// Copyright 2025 Stoolap Contributors
//
// Licensed under the Apache License, Version 2.0 (the "License");
// you may not use this file except in compliance with the License.
// You may obtain a copy of the License at
//
//     http://www.apache.org/licenses/LICENSE-2.0
//
// Unless required by applicable law or agreed to in writing, software
// distributed under the License is distributed on an "AS IS" BASIS,
// WITHOUT WARRANTIES OR CONDITIONS OF ANY KIND, either express or implied.
// See the License for the specific language governing permissions and
// limitations under the License.

//! Schema types - table identity, column definitions and column sources

use std::fmt;

use super::types::DataType;

/// Identifier of a table in the catalog
#[derive(Debug, Clone, Copy, PartialEq, Eq, Hash, PartialOrd, Ord)]
pub struct TableId(pub u32);

impl fmt::Display for TableId {
    fn fmt(&self, f: &mut fmt::Formatter<'_>) -> fmt::Result {
        write!(f, "{}", self.0)
    }
}

/// Where an output column's values come from
///
/// `attribute` is the 0-based position of the column in its table.
#[derive(Debug, Clone, Copy, PartialEq, Eq, Hash)]
pub struct ColumnSource {
    pub table: TableId,
    pub attribute: usize,
}

impl ColumnSource {
    pub fn new(table: TableId, attribute: usize) -> Self {
        Self { table, attribute }
    }
}

/// A column definition in a table schema
#[derive(Debug, Clone, PartialEq, Eq)]
pub struct SchemaColumn {
    /// 0-based position in the table
    pub id: usize,

    /// Column name
    pub name: String,

    /// Data type of the column
    pub data_type: DataType,

    /// Whether the column can contain NULL values
    pub nullable: bool,
}

impl SchemaColumn {
    /// Create a new column definition
    pub fn new(id: usize, name: impl Into<String>, data_type: DataType, nullable: bool) -> Self {
        Self {
            id,
            name: name.into(),
            data_type,
            nullable,
        }
    }

    /// Create a NOT NULL column
    pub fn simple(id: usize, name: impl Into<String>, data_type: DataType) -> Self {
        Self::new(id, name, data_type, false)
    }

    /// Create a nullable column
    pub fn nullable(id: usize, name: impl Into<String>, data_type: DataType) -> Self {
        Self::new(id, name, data_type, true)
    }
}

impl fmt::Display for SchemaColumn {
    fn fmt(&self, f: &mut fmt::Formatter<'_>) -> fmt::Result {
        write!(f, "{} {}", self.name, self.data_type)?;
        if !self.nullable {
            write!(f, " NOT NULL")?;
        }
        Ok(())
    }
}

/// Table schema
#[derive(Debug, Clone, PartialEq, Eq)]
pub struct Schema {
    /// Table name
    pub table_name: String,

    /// Column definitions in table order
    pub columns: Vec<SchemaColumn>,
}

impl Schema {
    /// Create a new schema
    pub fn new(table_name: impl Into<String>, columns: Vec<SchemaColumn>) -> Self {
        Self {
            table_name: table_name.into(),
            columns,
        }
    }

    /// Number of columns
    pub fn column_count(&self) -> usize {
        self.columns.len()
    }

    /// Position of a column by name (case-insensitive)
    pub fn column_index(&self, name: &str) -> Option<usize> {
        self.columns
            .iter()
            .position(|c| c.name.eq_ignore_ascii_case(name))
    }

    /// Look up a column by name (case-insensitive)
    pub fn get_column_by_name(&self, name: &str) -> Option<&SchemaColumn> {
        self.column_index(name).map(|idx| &self.columns[idx])
    }

    /// True if the schema has a column with this name
    pub fn has_column(&self, name: &str) -> bool {
        self.column_index(name).is_some()
    }
}

impl fmt::Display for Schema {
    fn fmt(&self, f: &mut fmt::Formatter<'_>) -> fmt::Result {
        write!(f, "{} (", self.table_name)?;
        for (i, col) in self.columns.iter().enumerate() {
            if i > 0 {
                write!(f, ", ")?;
            }
            write!(f, "{}", col)?;
        }
        write!(f, ")")
    }
}

/// Builder for table schemas
pub struct SchemaBuilder {
    table_name: String,
    columns: Vec<SchemaColumn>,
}

impl SchemaBuilder {
    pub fn new(table_name: impl Into<String>) -> Self {
        Self {
            table_name: table_name.into(),
            columns: Vec::new(),
        }
    }

    /// Add a NOT NULL column
    pub fn add(mut self, name: impl Into<String>, data_type: DataType) -> Self {
        let id = self.columns.len();
        self.columns.push(SchemaColumn::simple(id, name, data_type));
        self
    }

    /// Add a nullable column
    pub fn add_nullable(mut self, name: impl Into<String>, data_type: DataType) -> Self {
        let id = self.columns.len();
        self.columns.push(SchemaColumn::nullable(id, name, data_type));
        self
    }

    pub fn build(self) -> Schema {
        Schema::new(self.table_name, self.columns)
    }
}

#[cfg(test)]
mod tests {
    use super::*;

    #[test]
    fn test_schema_builder() {
        let schema = SchemaBuilder::new("tracks")
            .add("id", DataType::Integer)
            .add_nullable("title", DataType::Text)
            .build();

        assert_eq!(schema.column_count(), 2);
        assert_eq!(schema.columns[1].id, 1);
        assert!(schema.columns[1].nullable);
        assert_eq!(schema.column_index("TITLE"), Some(1));
        assert!(schema.has_column("id"));
        assert!(!schema.has_column("artist"));
        assert_eq!(
            schema.to_string(),
            "tracks (id INTEGER NOT NULL, title TEXT)"
        );
    }

    #[test]
    fn test_column_source_equality() {
        let a = ColumnSource::new(TableId(1), 2);
        assert_eq!(a, ColumnSource::new(TableId(1), 2));
        assert_ne!(a, ColumnSource::new(TableId(2), 2));
        assert_ne!(a, ColumnSource::new(TableId(1), 3));
    }
}
// Copyright 2025 Stoolap Contributors
//
// Licensed under the Apache License, Version 2.0 (the "License");
// you may not use this file except in compliance with the License.
// You may obtain a copy of the License at
//
//     http://www.apache.org/licenses/LICENSE-2.0
//
// Unless required by applicable law or agreed to in writing, software
// distributed under the License is distributed on an "AS IS" BASIS,
// WITHOUT WARRANTIES OR CONDITIONS OF ANY KIND, either express or implied.
// See the License for the specific language governing permissions and
// limitations under the License.

//! Cost of execution-time statistics on a full scan
//!
//! Run with: cargo bench --bench row_observation
//!
//! Compares the same scan (10K rows, 5 columns) executed:
//! 1. Without statistics
//! 2. With per-column statistics only
//! 3. With per-column statistics and pairwise co-occurrence sets

use criterion::{criterion_group, criterion_main, Criterion};
use piggyback::core::{DataType, Row, SchemaBuilder, Value};
use piggyback::executor::{ExecutionContext, QueryExecutor, TableScanOperator};
use piggyback::statistics::{ReportTarget, StatisticsConfig};
use piggyback::storage::{Catalog, MemoryTable};
use std::hint::black_box;
use std::sync::Arc;

const ROW_COUNT: usize = 10_000;

/// Setup a users table with test data
fn setup_table() -> Arc<MemoryTable> {
    let rows = (1..=ROW_COUNT)
        .map(|i| {
            Row::from_values(vec![
                Value::integer(i as i64),
                Value::text(format!("User_{}", i % 500)),
                Value::integer(18 + (i % 60) as i64),
                Value::float(i as f64 * 1.25),
                Value::text(format!("city_{}", i % 40)),
            ])
        })
        .collect();

    let mut catalog = Catalog::new();
    catalog
        .create_table(
            SchemaBuilder::new("users")
                .add("id", DataType::Integer)
                .add("name", DataType::Text)
                .add("age", DataType::Integer)
                .add("balance", DataType::Float)
                .add("city", DataType::Text)
                .build(),
            rows,
        )
        .unwrap()
}

fn bench_full_scan(c: &mut Criterion) {
    let table = setup_table();
    let ctx = ExecutionContext::new();
    let mut group = c.benchmark_group("full scan (10K rows)");

    let configs = [
        ("no statistics", StatisticsConfig::disabled()),
        (
            "distinct only",
            StatisticsConfig::distinct_only().with_report(ReportTarget::Silent),
        ),
        (
            "with pairs",
            StatisticsConfig::new().with_report(ReportTarget::Silent),
        ),
    ];

    for (name, config) in configs {
        let mut executor = QueryExecutor::new(config);
        group.bench_function(name, |b| {
            b.iter(|| {
                let mut plan = TableScanOperator::new(Arc::clone(&table));
                let result = executor.execute(&mut plan, &ctx).unwrap();
                black_box(result.row_count());
            });
        });
    }

    group.finish();
}

criterion_group!(benches, bench_full_scan);
criterion_main!(benches);
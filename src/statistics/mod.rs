// Copyright 2025 Stoolap Contributors
//
// Licensed under the Apache License, Version 2.0 (the "License");
// you may not use this file except in compliance with the License.
// You may obtain a copy of the License at
//
//     http://www.apache.org/licenses/LICENSE-2.0
//
// Unless required by applicable law or agreed to in writing, software
// distributed under the License is distributed on an "AS IS" BASIS,
// WITHOUT WARRANTIES OR CONDITIONS OF ANY KIND, either express or implied.
// See the License for the specific language governing permissions and
// limitations under the License.

//! Execution-time statistics
//!
//! Statistics are piggybacked on query execution: instead of a separate
//! ANALYZE pass, the collector watches the rows a query's root produces
//! anyway and derives per-column and pairwise statistics from them.
//!
//! - [`StatisticsCollector`] - observer owning the per-query session
//! - [`StatisticsSession`] - running state for one query
//! - [`ColumnStatistic`] - min, max, most frequent value and distinct set
//! - [`PairCoOccurrence`] - co-occurrence sets of every column pair
//! - [`StatisticsReport`] - teardown output
//! - [`StatisticsConfig`] - collector options

pub mod column;
pub mod config;
pub mod distinct;
pub mod pairs;
pub mod report;
pub mod scanner;
pub mod session;

pub use column::{ColumnStatistic, StatKind, StatValue};
pub use config::{ReportTarget, StatisticsConfig};
pub use distinct::{ComboSet, DistinctSet};
pub use pairs::{pair_count, pair_index, PairCoOccurrence};
pub use report::{ColumnSummary, FunctionalDependency, PairSummary, ReportBuffer, StatisticsReport};
pub use scanner::{scan_equality, EqualityScan};
pub use session::{StatisticsCollector, StatisticsSession};
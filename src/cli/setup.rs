//! Setup and initialization functions for CLI
//!
//! Thread pool configuration and logging setup. Both run once, before any
//! analysis starts.

use std::io::IsTerminal;
use tracing_subscriber::{fmt, layer::SubscriberExt, util::SubscriberInitExt, EnvFilter};

/// Rayon thread stack size (8MB for deeply nested syntax trees)
const RAYON_STACK_SIZE: usize = 8 * 1024 * 1024;

/// Configure rayon global thread pool once at startup
pub fn configure_thread_pool(jobs: usize) {
    let mut builder = rayon::ThreadPoolBuilder::new().stack_size(RAYON_STACK_SIZE);

    if jobs > 0 {
        builder = builder.num_threads(jobs);
    }

    if let Err(e) = builder.build_global() {
        // Already configured, e.g. by a test harness
        tracing::debug!("Thread pool already configured: {}", e);
    }
}

/// Default filter directive for a `-v` count
pub fn verbosity_level(verbosity: u8) -> &'static str {
    match verbosity {
        0 => "warn",
        1 => "info",
        2 => "debug",
        _ => "trace",
    }
}

/// Install the global tracing subscriber. `RUST_LOG` wins over `-v`.
/// Logs go to stderr so stdout stays clean for reports.
pub fn init_logging(verbosity: u8) {
    let filter = EnvFilter::try_from_default_env()
        .unwrap_or_else(|_| EnvFilter::new(verbosity_level(verbosity)));

    let layer = fmt::layer()
        .with_writer(std::io::stderr)
        .with_ansi(std::io::stderr().is_terminal())
        .with_target(false);

    // A second initialization (tests) is harmless
    let _ = tracing_subscriber::registry().with(filter).with(layer).try_init();
}

/// Decide whether output should be colored
pub fn configure_color(plain: bool, use_color: Option<bool>) {
    let enabled = !plain && use_color.unwrap_or_else(|| std::io::stdout().is_terminal());
    colored::control::set_override(enabled);
}

#[cfg(test)]
mod tests {
    use super::*;

    #[test]
    fn test_verbosity_levels() {
        assert_eq!(verbosity_level(0), "warn");
        assert_eq!(verbosity_level(1), "info");
        assert_eq!(verbosity_level(2), "debug");
        assert_eq!(verbosity_level(9), "trace");
    }
}
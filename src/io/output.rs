use crate::diagnostics::Diagnostic;
use colored::*;
use serde::{Deserialize, Serialize};
use std::io::Write;

#[derive(Debug, Clone, Copy, PartialEq, Eq, Serialize, Deserialize, clap::ValueEnum)]
#[serde(rename_all = "lowercase")]
pub enum OutputFormat {
    Json,
    Markdown,
    Terminal,
}

/// Everything a writer needs to render one run
#[derive(Debug, Clone, Default, Serialize)]
pub struct Report {
    pub files_analyzed: usize,
    pub methods_analyzed: usize,
    pub diagnostics: Vec<Diagnostic>,
}

impl Report {
    pub fn violation_count(&self) -> usize {
        self.diagnostics.len()
    }
}

pub trait OutputWriter {
    fn write_report(&mut self, report: &Report) -> anyhow::Result<()>;
}

pub struct JsonWriter<W: Write> {
    writer: W,
}

impl<W: Write> JsonWriter<W> {
    pub fn new(writer: W) -> Self {
        Self { writer }
    }
}

impl<W: Write> OutputWriter for JsonWriter<W> {
    fn write_report(&mut self, report: &Report) -> anyhow::Result<()> {
        let json = serde_json::to_string_pretty(report)?;
        self.writer.write_all(json.as_bytes())?;
        writeln!(self.writer)?;
        self.writer.flush()?;
        Ok(())
    }
}

pub struct MarkdownWriter<W: Write> {
    writer: W,
}

impl<W: Write> MarkdownWriter<W> {
    pub fn new(writer: W) -> Self {
        Self { writer }
    }
}

impl<W: Write> OutputWriter for MarkdownWriter<W> {
    fn write_report(&mut self, report: &Report) -> anyhow::Result<()> {
        writeln!(self.writer, "# IOSP Report")?;
        writeln!(self.writer)?;
        writeln!(
            self.writer,
            "{} violation(s) in {} method(s) across {} file(s).",
            report.violation_count(),
            report.methods_analyzed,
            report.files_analyzed
        )?;

        if report.diagnostics.is_empty() {
            self.writer.flush()?;
            return Ok(());
        }

        writeln!(self.writer)?;
        writeln!(self.writer, "| Location | Method | Metric |")?;
        writeln!(self.writer, "|----------|--------|--------|")?;
        for d in &report.diagnostics {
            writeln!(
                self.writer,
                "| {} | `{}` | {} |",
                d.location, d.method_name, d.metric
            )?;
        }

        for d in &report.diagnostics {
            writeln!(self.writer)?;
            writeln!(self.writer, "## `{}`", d.method_name)?;
            writeln!(self.writer)?;
            writeln!(self.writer, "{}", d.summary())?;
            writeln!(self.writer)?;
            for line in d.integration_text.lines().chain(d.operation_text.lines()) {
                writeln!(self.writer, "{line}")?;
            }
        }
        self.writer.flush()?;
        Ok(())
    }
}

pub struct TerminalWriter<W: Write> {
    writer: W,
}

impl<W: Write> TerminalWriter<W> {
    pub fn new(writer: W) -> Self {
        Self { writer }
    }
}

impl<W: Write> OutputWriter for TerminalWriter<W> {
    fn write_report(&mut self, report: &Report) -> anyhow::Result<()> {
        for d in &report.diagnostics {
            writeln!(
                self.writer,
                "{}: {}: {}",
                d.location.to_string().bold(),
                format!("{}[{}]", d.severity, d.rule_id).yellow().bold(),
                d.summary()
            )?;
            for line in d.integration_text.lines() {
                writeln!(self.writer, "    {}", line.cyan())?;
            }
            for line in d.operation_text.lines() {
                writeln!(self.writer, "    {}", line.magenta())?;
            }
        }

        let summary = format!(
            "{} IOSP violation(s) in {} method(s) across {} file(s)",
            report.violation_count(),
            report.methods_analyzed,
            report.files_analyzed
        );
        if report.diagnostics.is_empty() {
            writeln!(self.writer, "{}", summary.green())?;
        } else {
            writeln!(self.writer, "{}", summary.yellow())?;
        }
        self.writer.flush()?;
        Ok(())
    }
}

pub fn create_writer<'w>(
    format: OutputFormat,
    writer: Box<dyn Write + 'w>,
) -> Box<dyn OutputWriter + 'w> {
    match format {
        OutputFormat::Json => Box::new(JsonWriter::new(writer)),
        OutputFormat::Markdown => Box::new(MarkdownWriter::new(writer)),
        OutputFormat::Terminal => Box::new(TerminalWriter::new(writer)),
    }
}
use std::fs;
use std::path::{Path, PathBuf};

use super::core::IospConfig;
use crate::core::{Error, Result};

pub const CONFIG_FILE_NAME: &str = ".iosplint.toml";

const MAX_TRAVERSAL_DEPTH: usize = 10;

/// Pure function to parse config from a TOML string
pub fn parse_config(contents: &str) -> Result<IospConfig> {
    Ok(toml::from_str::<IospConfig>(contents)?)
}

/// Load an explicitly requested config file; errors are fatal here
pub fn load_config_from(path: &Path) -> Result<IospConfig> {
    let contents = fs::read_to_string(path)
        .map_err(|e| Error::file_system("Cannot read configuration", path, e))?;
    parse_config(&contents).map_err(|e| Error::Configuration(format!("{}: {}", path.display(), e)))
}

/// Try loading config from a specific path, `None` when absent or invalid
pub(crate) fn try_load_config_from_path(config_path: &Path) -> Option<IospConfig> {
    let contents = match fs::read_to_string(config_path) {
        Ok(contents) => contents,
        Err(e) => {
            handle_read_error(config_path, &e);
            return None;
        }
    };

    match parse_config(&contents) {
        Ok(config) => {
            tracing::debug!("Loaded config from {}", config_path.display());
            Some(config)
        }
        Err(e) => {
            tracing::warn!(
                "Invalid config file {}: {}. Using defaults.",
                config_path.display(),
                e
            );
            None
        }
    }
}

/// Handle file read errors with appropriate logging
fn handle_read_error(config_path: &Path, error: &std::io::Error) {
    // Only log actual errors, not "file not found"
    if error.kind() != std::io::ErrorKind::NotFound {
        tracing::warn!(
            "Failed to read config file {}: {}",
            config_path.display(),
            error
        );
    }
}

/// Pure function to generate directory ancestors up to a depth limit
pub fn directory_ancestors(start: PathBuf, max_depth: usize) -> impl Iterator<Item = PathBuf> {
    std::iter::successors(Some(start), |dir| {
        let mut parent = dir.clone();
        if parent.pop() {
            Some(parent)
        } else {
            None
        }
    })
    .take(max_depth)
}

/// Search `start` and its ancestors for `.iosplint.toml`
pub fn discover_config(start: PathBuf) -> IospConfig {
    directory_ancestors(start, MAX_TRAVERSAL_DEPTH)
        .map(|dir| dir.join(CONFIG_FILE_NAME))
        .find_map(|path| try_load_config_from_path(&path))
        .unwrap_or_else(|| {
            tracing::debug!(
                "No config found after checking {} directories. Using default config.",
                MAX_TRAVERSAL_DEPTH
            );
            IospConfig::default()
        })
}

pub fn load_config() -> IospConfig {
    match std::env::current_dir() {
        Ok(dir) => discover_config(dir),
        Err(e) => {
            tracing::warn!(
                "Failed to get current directory: {}. Using default config.",
                e
            );
            IospConfig::default()
        }
    }
}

===

TASK TO CARRY OUT: Word for word, reproduce the lines of the listing from the first one through the line containing "Create a NOT NULL column", and no more.

ANSWER:
// Copyright 2025 Stoolap Contributors
//
// Licensed under the Apache License, Version 2.0 (the "License");
// you may not use this file except in compliance with the License.
// You may obtain a copy of the License at
//
//     http://www.apache.org/licenses/LICENSE-2.0
//
// Unless required by applicable law or agreed to in writing, software
// distributed under the License is distributed on an "AS IS" BASIS,
// WITHOUT WARRANTIES OR CONDITIONS OF ANY KIND, either express or implied.
// See the License for the specific language governing permissions and
// limitations under the License.

//! Schema types - table identity, column definitions and column sources

use std::fmt;

use super::types::DataType;

/// Identifier of a table in the catalog
#[derive(Debug, Clone, Copy, PartialEq, Eq, Hash, PartialOrd, Ord)]
pub struct TableId(pub u32);

impl fmt::Display for TableId {
    fn fmt(&self, f: &mut fmt::Formatter<'_>) -> fmt::Result {
        write!(f, "{}", self.0)
    }
}

/// Where an output column's values come from
///
/// `attribute` is the 0-based position of the column in its table.
#[derive(Debug, Clone, Copy, PartialEq, Eq, Hash)]
pub struct ColumnSource {
    pub table: TableId,
    pub attribute: usize,
}

impl ColumnSource {
    pub fn new(table: TableId, attribute: usize) -> Self {
        Self { table, attribute }
    }
}

/// A column definition in a table schema
#[derive(Debug, Clone, PartialEq, Eq)]
pub struct SchemaColumn {
    /// 0-based position in the table
    pub id: usize,

    /// Column name
    pub name: String,

    /// Data type of the column
    pub data_type: DataType,

    /// Whether the column can contain NULL values
    pub nullable: bool,
}

impl SchemaColumn {
    /// Create a new column definition
    pub fn new(id: usize, name: impl Into<String>, data_type: DataType, nullable: bool) -> Self {
        Self {
            id,
            name: name.into(),
            data_type,
            nullable,
        }
    }

    /// Create a NOT NULL column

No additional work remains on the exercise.